WHAT YOU SHOULD DO :: What lines in the material hold the string "Serialize"? Return every one of them.

WORKING DATA ::
====

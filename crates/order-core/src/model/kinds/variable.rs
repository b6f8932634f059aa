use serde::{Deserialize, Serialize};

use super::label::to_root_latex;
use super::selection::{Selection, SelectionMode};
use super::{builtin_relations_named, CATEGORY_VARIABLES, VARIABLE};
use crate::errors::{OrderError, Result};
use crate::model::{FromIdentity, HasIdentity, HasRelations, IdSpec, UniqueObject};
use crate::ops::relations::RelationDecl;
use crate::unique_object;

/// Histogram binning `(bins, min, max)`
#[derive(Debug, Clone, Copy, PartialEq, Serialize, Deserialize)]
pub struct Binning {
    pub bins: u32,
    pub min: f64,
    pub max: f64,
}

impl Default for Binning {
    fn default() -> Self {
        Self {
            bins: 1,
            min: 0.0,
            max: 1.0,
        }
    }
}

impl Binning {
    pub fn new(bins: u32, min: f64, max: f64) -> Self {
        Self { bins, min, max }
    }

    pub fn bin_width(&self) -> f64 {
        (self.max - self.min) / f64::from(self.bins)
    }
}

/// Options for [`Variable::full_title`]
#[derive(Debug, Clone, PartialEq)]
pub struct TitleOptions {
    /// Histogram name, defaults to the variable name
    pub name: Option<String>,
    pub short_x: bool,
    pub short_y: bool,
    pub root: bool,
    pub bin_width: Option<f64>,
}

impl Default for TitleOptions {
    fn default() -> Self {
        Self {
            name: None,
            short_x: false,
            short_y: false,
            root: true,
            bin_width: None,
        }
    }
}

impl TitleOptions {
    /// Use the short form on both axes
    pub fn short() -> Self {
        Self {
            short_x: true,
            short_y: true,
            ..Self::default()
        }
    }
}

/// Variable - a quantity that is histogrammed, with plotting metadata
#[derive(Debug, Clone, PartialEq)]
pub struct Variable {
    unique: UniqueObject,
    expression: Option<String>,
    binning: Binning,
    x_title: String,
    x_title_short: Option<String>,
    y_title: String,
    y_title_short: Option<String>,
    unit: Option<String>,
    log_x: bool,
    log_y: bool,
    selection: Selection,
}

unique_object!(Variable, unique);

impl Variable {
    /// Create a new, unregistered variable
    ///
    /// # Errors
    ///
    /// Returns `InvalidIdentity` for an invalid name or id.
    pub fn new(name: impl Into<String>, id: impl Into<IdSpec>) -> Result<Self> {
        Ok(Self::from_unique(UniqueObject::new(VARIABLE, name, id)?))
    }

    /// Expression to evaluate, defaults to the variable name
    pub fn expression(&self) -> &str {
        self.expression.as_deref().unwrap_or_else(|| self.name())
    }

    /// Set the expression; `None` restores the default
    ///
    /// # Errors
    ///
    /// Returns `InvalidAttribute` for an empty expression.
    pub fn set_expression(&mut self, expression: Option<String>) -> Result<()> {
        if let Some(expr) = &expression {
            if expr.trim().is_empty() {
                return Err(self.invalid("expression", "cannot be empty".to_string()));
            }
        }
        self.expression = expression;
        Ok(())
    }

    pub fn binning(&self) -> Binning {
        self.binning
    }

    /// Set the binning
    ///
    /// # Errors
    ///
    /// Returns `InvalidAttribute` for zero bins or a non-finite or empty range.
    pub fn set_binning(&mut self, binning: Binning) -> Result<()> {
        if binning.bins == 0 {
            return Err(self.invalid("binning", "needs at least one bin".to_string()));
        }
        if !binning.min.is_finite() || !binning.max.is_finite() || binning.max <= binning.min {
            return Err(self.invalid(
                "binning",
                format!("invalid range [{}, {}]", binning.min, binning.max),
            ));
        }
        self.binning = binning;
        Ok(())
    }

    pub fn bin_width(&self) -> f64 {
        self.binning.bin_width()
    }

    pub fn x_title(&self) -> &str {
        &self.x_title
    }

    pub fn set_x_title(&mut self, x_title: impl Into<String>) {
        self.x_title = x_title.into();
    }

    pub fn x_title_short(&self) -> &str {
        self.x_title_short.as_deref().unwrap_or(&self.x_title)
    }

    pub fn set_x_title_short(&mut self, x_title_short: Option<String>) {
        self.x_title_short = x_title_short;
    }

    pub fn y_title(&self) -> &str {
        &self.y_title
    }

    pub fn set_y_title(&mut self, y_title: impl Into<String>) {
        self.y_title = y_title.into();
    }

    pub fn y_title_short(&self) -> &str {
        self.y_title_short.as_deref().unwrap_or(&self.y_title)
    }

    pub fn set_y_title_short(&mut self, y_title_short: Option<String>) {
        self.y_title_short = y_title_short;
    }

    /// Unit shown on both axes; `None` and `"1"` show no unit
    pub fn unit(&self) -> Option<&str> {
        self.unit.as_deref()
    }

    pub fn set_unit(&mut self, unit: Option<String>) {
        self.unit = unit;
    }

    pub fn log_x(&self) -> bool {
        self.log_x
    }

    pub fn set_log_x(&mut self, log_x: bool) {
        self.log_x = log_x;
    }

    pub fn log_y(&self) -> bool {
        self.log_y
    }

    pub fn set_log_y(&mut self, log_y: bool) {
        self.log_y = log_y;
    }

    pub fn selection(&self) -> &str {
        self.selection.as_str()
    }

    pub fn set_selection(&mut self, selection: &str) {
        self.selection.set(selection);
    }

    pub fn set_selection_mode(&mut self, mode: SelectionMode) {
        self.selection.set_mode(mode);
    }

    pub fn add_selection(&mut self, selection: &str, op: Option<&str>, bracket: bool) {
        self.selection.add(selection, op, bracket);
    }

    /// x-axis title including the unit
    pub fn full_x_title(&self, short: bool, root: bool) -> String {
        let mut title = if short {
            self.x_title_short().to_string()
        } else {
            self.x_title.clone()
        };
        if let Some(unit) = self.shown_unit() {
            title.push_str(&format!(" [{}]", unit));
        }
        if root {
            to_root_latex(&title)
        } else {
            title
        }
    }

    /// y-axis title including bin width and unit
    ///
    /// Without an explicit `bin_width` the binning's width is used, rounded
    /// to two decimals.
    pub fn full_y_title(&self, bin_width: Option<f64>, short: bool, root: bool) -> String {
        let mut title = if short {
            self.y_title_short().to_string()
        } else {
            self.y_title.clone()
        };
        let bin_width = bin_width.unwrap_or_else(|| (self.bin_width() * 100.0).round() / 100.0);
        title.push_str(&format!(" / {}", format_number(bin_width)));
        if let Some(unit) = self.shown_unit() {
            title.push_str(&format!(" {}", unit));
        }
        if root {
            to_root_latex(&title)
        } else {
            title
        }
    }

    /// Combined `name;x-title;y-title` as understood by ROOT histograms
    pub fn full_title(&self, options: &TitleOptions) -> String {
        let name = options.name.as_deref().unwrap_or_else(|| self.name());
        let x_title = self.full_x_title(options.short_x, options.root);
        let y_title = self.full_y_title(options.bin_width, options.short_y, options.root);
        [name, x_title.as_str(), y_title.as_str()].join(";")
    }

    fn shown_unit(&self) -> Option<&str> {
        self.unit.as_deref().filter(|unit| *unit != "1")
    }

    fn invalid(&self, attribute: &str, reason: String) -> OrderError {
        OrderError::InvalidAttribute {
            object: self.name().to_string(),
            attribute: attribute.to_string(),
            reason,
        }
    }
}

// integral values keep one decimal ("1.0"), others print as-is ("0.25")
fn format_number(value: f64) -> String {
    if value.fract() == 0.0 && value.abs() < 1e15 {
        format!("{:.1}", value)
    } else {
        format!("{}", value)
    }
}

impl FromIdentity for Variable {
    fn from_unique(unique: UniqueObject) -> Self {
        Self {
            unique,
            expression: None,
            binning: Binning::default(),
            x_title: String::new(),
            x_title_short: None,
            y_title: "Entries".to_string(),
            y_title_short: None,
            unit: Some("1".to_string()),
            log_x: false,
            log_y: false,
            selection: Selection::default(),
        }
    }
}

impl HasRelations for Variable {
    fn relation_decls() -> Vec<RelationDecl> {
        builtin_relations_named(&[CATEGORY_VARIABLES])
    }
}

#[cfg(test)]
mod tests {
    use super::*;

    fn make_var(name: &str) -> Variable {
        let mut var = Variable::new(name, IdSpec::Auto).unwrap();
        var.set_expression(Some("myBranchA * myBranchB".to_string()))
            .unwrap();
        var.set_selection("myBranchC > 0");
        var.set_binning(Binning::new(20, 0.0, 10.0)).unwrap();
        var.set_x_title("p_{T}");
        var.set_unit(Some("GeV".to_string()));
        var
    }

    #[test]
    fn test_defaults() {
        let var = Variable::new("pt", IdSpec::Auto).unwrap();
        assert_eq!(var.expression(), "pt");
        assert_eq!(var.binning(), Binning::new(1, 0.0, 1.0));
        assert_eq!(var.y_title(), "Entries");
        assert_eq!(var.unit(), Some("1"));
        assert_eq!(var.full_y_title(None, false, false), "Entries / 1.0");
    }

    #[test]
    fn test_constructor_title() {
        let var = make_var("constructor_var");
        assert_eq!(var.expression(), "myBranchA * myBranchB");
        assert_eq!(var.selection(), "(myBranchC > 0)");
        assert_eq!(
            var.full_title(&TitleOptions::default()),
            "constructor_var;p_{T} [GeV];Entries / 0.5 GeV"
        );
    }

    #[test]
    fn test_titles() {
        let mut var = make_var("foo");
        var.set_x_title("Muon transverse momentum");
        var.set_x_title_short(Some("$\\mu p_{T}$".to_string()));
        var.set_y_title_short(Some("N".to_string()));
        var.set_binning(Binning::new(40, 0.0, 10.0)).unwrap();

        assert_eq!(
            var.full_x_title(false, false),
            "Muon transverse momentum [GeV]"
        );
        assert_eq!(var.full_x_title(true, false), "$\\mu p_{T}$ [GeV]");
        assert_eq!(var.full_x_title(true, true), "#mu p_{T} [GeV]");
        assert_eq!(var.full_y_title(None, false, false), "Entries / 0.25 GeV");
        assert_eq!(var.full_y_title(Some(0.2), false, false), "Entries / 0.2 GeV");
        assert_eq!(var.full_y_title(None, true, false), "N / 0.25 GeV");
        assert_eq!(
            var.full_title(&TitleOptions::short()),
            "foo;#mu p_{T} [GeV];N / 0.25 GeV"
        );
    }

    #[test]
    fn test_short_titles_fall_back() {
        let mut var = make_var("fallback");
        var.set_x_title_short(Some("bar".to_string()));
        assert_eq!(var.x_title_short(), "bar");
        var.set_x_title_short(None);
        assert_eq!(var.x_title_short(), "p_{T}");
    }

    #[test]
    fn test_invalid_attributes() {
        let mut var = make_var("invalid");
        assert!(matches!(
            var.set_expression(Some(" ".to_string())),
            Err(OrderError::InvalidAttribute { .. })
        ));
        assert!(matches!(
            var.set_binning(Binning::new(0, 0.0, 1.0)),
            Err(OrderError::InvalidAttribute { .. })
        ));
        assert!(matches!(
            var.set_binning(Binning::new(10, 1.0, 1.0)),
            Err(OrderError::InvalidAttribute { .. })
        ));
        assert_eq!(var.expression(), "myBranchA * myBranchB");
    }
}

====

FINISHED EXERCISE ::
use serde::{Deserialize, Serialize};
#[derive(Debug, Clone, Copy, PartialEq, Serialize, Deserialize)]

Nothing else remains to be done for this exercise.